# **Sentiment Analysis on Tweets**
by using Naive bayes

<a name='0'></a>
### Importing Functions and Data

In [3]:
import pdb
from nltk.corpus import stopwords, twitter_samples
import numpy as np
import pandas as pd
import nltk
import string
from nltk.tokenize import TweetTokenizer
from os import getcwd

nltk.download('twitter_samples')
nltk.download('stopwords')

[nltk_data] Downloading package twitter_samples to /root/nltk_data...
[nltk_data]   Package twitter_samples is already up-to-date!
[nltk_data] Downloading package stopwords to /root/nltk_data...
[nltk_data]   Package stopwords is already up-to-date!


True

In [10]:
import re  # Regex pattern to match email addresses/patterns
import string

from nltk.corpus import stopwords
from nltk.stem import PorterStemmer
from nltk.tokenize import TweetTokenizer

import numpy as np # Library for linear algebra and math utils

In [4]:
filePath = f"{getcwd()}/../tmp2/"
nltk.data.path.append(filePath) #Appends this constructed file path to NLTK's list of paths it searches for its data files.

In [5]:
# get the sets of positive and negative tweets
all_positive_tweets = twitter_samples.strings('positive_tweets.json')
all_negative_tweets = twitter_samples.strings('negative_tweets.json')

# split the data into two pieces, one for training and one for testing (validation set)
test_pos = all_positive_tweets[4000:]
train_pos = all_positive_tweets[:4000]
test_neg = all_negative_tweets[4000:]
train_neg = all_negative_tweets[:4000]

train_x = train_pos + train_neg
test_x = test_pos + test_neg

# avoid assumptions about the length of all_positive_tweets
train_y = np.append(np.ones(len(train_pos)), np.zeros(len(train_neg)))
test_y = np.append(np.ones(len(test_pos)), np.zeros(len(test_neg)))

<a name='1'></a>
## 1 - Process the Data
In pre-processing of data following steps are occurs



*  Tokenize tweets - breaks down sentence into words
*  Removing stop words, hashtags, links, punctuation.
*  Doing word stemming - to reduce words to their base or root form





We having  the function `process_tweet` which helps to do data process

In [12]:
def process_tweet(tweet):
    '''
    Input:
        tweet: a string containing a tweet
    Output:
        tweets_clean: a list of words containing the processed tweet

    '''
    stemmer = PorterStemmer()
    stopwords_english = stopwords.words('english')
    # remove stock market tickers like $GE
    tweet = re.sub(r'\$\w*', '', tweet)
    # remove old style retweet text "RT"
    tweet = re.sub(r'^RT[\s]+', '', tweet)
    # remove hyperlinks
    #tweet = re.sub(r'https?:\/\/.*[\r\n]*', '', tweet)
    tweet = re.sub(r'https?://[^\s\n\r]+', '', tweet)
    # remove hashtags
    # only removing the hash # sign from the word
    tweet = re.sub(r'#', '', tweet)
    # tokenize tweets
    tokenizer = TweetTokenizer(preserve_case=False, strip_handles=True,
                               reduce_len=True)
    tweet_tokens = tokenizer.tokenize(tweet)

    tweets_clean = []
    for word in tweet_tokens:
        if (word not in stopwords_english and  # remove stopwords
            word not in string.punctuation):  # remove punctuation
            # tweets_clean.append(word)
            stem_word = stemmer.stem(word)  # stemming word
            tweets_clean.append(stem_word)

    return tweets_clean

In [13]:
custom_tweet = "RT @Twitter @chapagain Hello There!
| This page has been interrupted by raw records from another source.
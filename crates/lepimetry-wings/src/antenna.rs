//! Antenna removal.
//!
//! An antenna that touches a wing closes off a pocket of background between
//! itself, the wing and the body. The pocket and the outer background are
//! the two largest background components; pixels close to both of them are
//! the thin bridge that separates them, so clearing those cuts the antenna.

use lepimetry_core::{dilate, regions_by_area, BinaryMask, Connectivity};
use serde::{Deserialize, Serialize};

#[cfg(feature = "tracing")]
use tracing::instrument;

use crate::WingError;

/// Parameters for [`remove_antennae`].
#[derive(Clone, Debug, Serialize, Deserialize)]
pub struct AntennaParams {
    pub enabled: bool,
    /// Dilation iterations (cross element) applied to both background components.
    pub dilation_iterations: usize,
}

impl Default for AntennaParams {
    fn default() -> Self {
        Self {
            enabled: true,
            dilation_iterations: 35,
        }
    }
}

/// Return a copy of `wing` with antenna bridges cleared.
///
/// With fewer than two background components there is nothing to cut and
/// the mask is returned unchanged.
#[cfg_attr(
    feature = "tracing",
    instrument(level = "debug", skip(wing, params), fields(width = wing.width(), height = wing.height()))
)]
pub fn remove_antennae(wing: &BinaryMask, params: &AntennaParams) -> Result<BinaryMask, WingError> {
    if !params.enabled {
        return Ok(wing.clone());
    }

    let background = regions_by_area(&wing.inverted(), Connectivity::Four);
    let [outer, pocket, ..] = background.as_slice() else {
        log::warn!(
            "antenna removal: {} background component(s), mask left unchanged",
            background.len()
        );
        return Ok(wing.clone());
    };

    let (w, h) = (wing.width(), wing.height());
    let k = params.dilation_iterations;
    let bridge = dilate(&outer.to_mask(w, h), k).intersection(&dilate(&pocket.to_mask(w, h), k))?;
    let cleaned = wing.without(&bridge)?;

    log::debug!(
        "antenna removal: cleared {} px",
        wing.count() - cleaned.count()
    );
    Ok(cleaned)
}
Have a great day. :) #good #morning http://chapagain.com.np"

# print cleaned tweet
print(process_tweet(custom_tweet))

['hello', 'great', 'day', ':)', 'good', 'morn']




<a name='ex-1'></a>
## 2 - count_tweets
Create a function `count_tweets` that takes a list of tweets as input, cleans all of them, and returns a dictionary.
- The key in the dictionary is a tuple containing the stemmed word and its class label, e.g. ("happi",1).
- The value the number of times this word appears in the given collection of tweets (an integer).

In [8]:
def count_tweets(result, tweets, ys):
    '''
    Input:
        result: a dictionary that will be used to map each pair to its frequency
        tweets: a list of tweets
        ys: a list corresponding to the sentiment of each tweet (either 0 or 1)
    Output:
        result: a dictionary mapping each pair to its frequency
    '''

    for y, tweet in zip(ys, tweets):
        for word in process_tweet(tweet):
            # define the key, which is the word and label tuple
            pair = word,y

            # if the key exists in the dictionary, increment the count
            if pair in result:
                result[pair] += 1

            # else, if the key is new, add it to the dictionary and set the count to 1
            else:
                result[pair] = 1


    return result

In [14]:
# Testing your function

result = {}
tweets = ['i am happy', 'i am tricked', 'i am sad', 'i am tired', 'i am tired']
ys = [1, 0, 0, 0, 0]
count_tweets(result, tweets, ys)

{('happi', 1): 1, ('trick', 0): 1, ('sad', 0): 1, ('tire', 0): 2}

<a name='2'></a>
## 3 - Train Model using Naive Bayes

Naive bayes is an algorithm that could be used for sentiment analysis. It takes a short time to train and also has a short prediction time.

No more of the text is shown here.